Petition moved in HC to declare judicial officers frontline COVID workers
Apr 25, 2021
New Delhi [India], April 25 : Advocate Shobha Gupta on Sunday moved Delhi High Court seeking direction to the Delhi Government to immediately declare Judicial Officers as frontline COVID workers and set up a mechanism for the treatment of judicial officers in Delhi infected with the coronavirus and other ailments.
In their petition, Advocates Gupta and Rajesh Sachdeva urged: "To direct the GNCT of Delhi to immediately declare Ld. Judicial Officers (DJS/DHJS) as frontline workers and provide them by Setting up a mechanism for the medical treatment of Judicial Officers in Delhi infected with the coronavirus and or serious related ailments."
The petitioner sought to direct the Government to earmark private and government hospitals near the respective Court residence complex in Delhi for the treatment of the Judicial Officers (DJS/DHJS).

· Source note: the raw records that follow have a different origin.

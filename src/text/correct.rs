//! Transcript post-processing via a user vocabulary.
//!
//! Speech models routinely mangle project names, jargon and acronyms.  The
//! vocabulary is a user-maintained list of `spoken → replacement` pairs
//! applied to every transcript before delivery ("get hub" → "GitHub").
//!
//! Corrections are plain substring replacements applied longest-spoken
//! first, so "pull request review" wins over "pull request" when both are
//! configured.

use std::fs;
use std::path::Path;

use log::{debug, warn};
use serde::{Deserialize, Serialize};

use crate::config::AppPaths;

// ---------------------------------------------------------------------------
// TextCorrector trait
// ---------------------------------------------------------------------------

/// Transforms a raw transcript into the text to deliver.
///
/// Infallible: a corrector that cannot improve the text returns it
/// unchanged rather than failing the pipeline.
pub trait TextCorrector: Send + Sync {
    fn correct(&self, text: &str) -> String;
}

// Compile-time assertion: Box<dyn TextCorrector> must be constructible.
const _: fn() = || {
    fn _assert_object_safe(_: Box<dyn TextCorrector>) {}
};

// ---------------------------------------------------------------------------
// Vocabulary
// ---------------------------------------------------------------------------

/// One vocabulary entry.
#[derive(Debug, Clone, PartialEq, Eq, Serialize, Deserialize)]
pub struct VocabEntry {
    /// What the model tends to produce.
    pub spoken: String,
    /// What the user wants instead.
    pub replacement: String,
}

/// Vocabulary-driven corrector.
///
/// Entries are sorted longest-spoken first at construction so overlapping
/// patterns resolve deterministically; entries with an empty `spoken` are
/// dropped.
#[derive(Debug, Default)]
pub struct VocabCorrector {
    entries: Vec<VocabEntry>,
}

impl VocabCorrector {
    pub fn new(mut entries: Vec<VocabEntry>) -> Self {
        entries.retain(|e| !e.spoken.is_empty());
        entries.sort_by(|a, b| b.spoken.len().cmp(&a.spoken.len()));
        Self { entries }
    }

    /// Load from the default vocabulary file.
    ///
    /// Degrades to an empty vocabulary on any failure — a broken vocab file
    /// must never take dictation down.
    pub fn load_or_default() -> Self {
        Self::load_from(&AppPaths::new().vocab_file)
    }

    /// Load from `path`.  Missing or unparseable files yield an empty
    /// vocabulary with a log line, never an error.
    pub fn load_from(path: &Path) -> Self {
        let raw = match fs::read_to_string(path) {
            Ok(raw) => raw,
            Err(_) => {
                debug!("vocabulary: no file at {}, starting empty", path.display());
                return Self::default();
            }
        };
        match serde_json::from_str::<Vec<VocabEntry>>(&raw) {
            Ok(entries) => {
                debug!("vocabulary: loaded {} entries from {}", entries.len(), path.display());
                Self::new(entries)
            }
            Err(e) => {
                warn!("vocabulary: cannot parse {} ({e}), starting empty", path.display());
                Self::default()
            }
        }
    }

    /// Persist the entries as pretty-printed JSON.
    pub fn save_to(&self, path: &Path) -> anyhow::Result<()> {
        if let Some(parent) = path.parent() {
            fs::create_dir_all(parent)?;
        }
        let raw = serde_json::to_string_pretty(&self.entries)?;
        fs::write(path, raw)?;
        Ok(())
    }

    pub fn len(&self) -> usize {
        self.entries.len()
    }

    pub fn is_empty(&self) -> bool {
        self.entries.is_empty()
    }
}

impl TextCorrector for VocabCorrector {
    fn correct(&self, text: &str) -> String {
        let mut out = text.to_string();
        for entry in &self.entries {
            out = out.replace(&entry.spoken, &entry.replacement);
        }
        out
    }
}

// ---------------------------------------------------------------------------
// NoopCorrector
// ---------------------------------------------------------------------------

/// Identity corrector for configurations with no vocabulary.
#[derive(Debug, Default)]
pub struct NoopCorrector;

impl TextCorrector for NoopCorrector {
    fn correct(&self, text: &str) -> String {
        text.to_string()
    }
}

// ---------------------------------------------------------------------------
// Tests
// ---------------------------------------------------------------------------
//! Hands-free dictation pipeline: hold a hotkey, speak, and the transcribed
//! text lands in whatever application has focus.
//!
//! # Pipeline
//!
//! ```text
//! microphone (cpal) ──▶ canonicalize: mono 16 kHz f32
//!                              │
//!                              ▼
//!                   energy VAD segmentation
//!                              │ speech segments
//!                              ▼
//!              whisper transcription (serial, off-runtime)
//!                              │ transcripts
//!                              ▼
//!            vocabulary correction ──▶ clipboard paste
//! ```
//!
//! Everything is gated by a global hotkey: the [`hotkey`] module turns OS
//! key events into activation commands, and the [`session`] module runs one
//! dictation session per activation, guaranteeing that no tail audio is
//! lost on release and that transcripts are delivered in speech order.
//!
//! # Module map
//!
//! - [`config`]  — settings file, defaults, platform paths
//! - [`audio`]   — capture, resampling, level metering, VAD
//! - [`hotkey`]  — key listener, matching, activation state machine
//! - [`session`] — orchestration of one dictation session
//! - [`stt`]     — transcription engine trait, whisper backend, background load
//! - [`text`]    — vocabulary correction and clipboard delivery

pub mod audio;
pub mod config;
pub mod hotkey;
pub mod session;
pub mod stt;
pub mod text;
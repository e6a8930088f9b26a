//! Speech-to-text subsystem.
//!
//! [`TranscriptionEngine`] is the seam the session layer dispatches
//! through; [`WhisperEngine`] is the whisper.cpp-backed implementation and
//! [`BackgroundLoader`] wraps it so model loading never blocks startup.

pub mod engine;
pub mod loader;

pub use engine::{optimal_threads, SttError, Transcript, TranscriptionEngine, WhisperEngine};
pub use loader::BackgroundLoader;

#[cfg(test)]
pub use engine::MockEngine;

She also urged the court to convert dispensaries in the residential colonies of Judicial Officers and dispensaries near the Court Complexes to Covid Centers and to treat the judicial officers with severe symptoms and treat them as frontline workers.
In the public interest litigation filed by the lawyer, she said that during the pandemic, Judges and Magistrates ensured the maintenance of law and order and said that she is specifically concerned about the health and life of the Judicial officers in Delhi, who in order to maintain law and order and ensure speedy and effective delivery of justice, resumed physical hearings in Courts.
Due to the nature of work in courts, COVID protocol is not being followed and judicial officers are exposed immensely, she added.
"Since March 24 till 20th April, a number of judges and their family members contracted the deadly virus and suffered from Covid. Almost in every District Court, Judicial Officers are Covid positive. Six judicial Officers from the Saket complex required urgent hospital admission. Despite efforts, four of them could not secure even a bed at the nearest Covid hospital Max Smart. Hospital being only a km away from their complex the officers and their families had to run pillar to post to somehow secure admission in hospitals located many kilometers away in the city," said the petition.
Unfortunately, one DHJS officer, Kovai Venugopal, succumbed to the disease because of late hospital admission, who survived with a widow and a 9-year-old daughter. The advocate also mentioned an FIR filed in Kanpur for denying treatment to a judge in a hospital in the petition.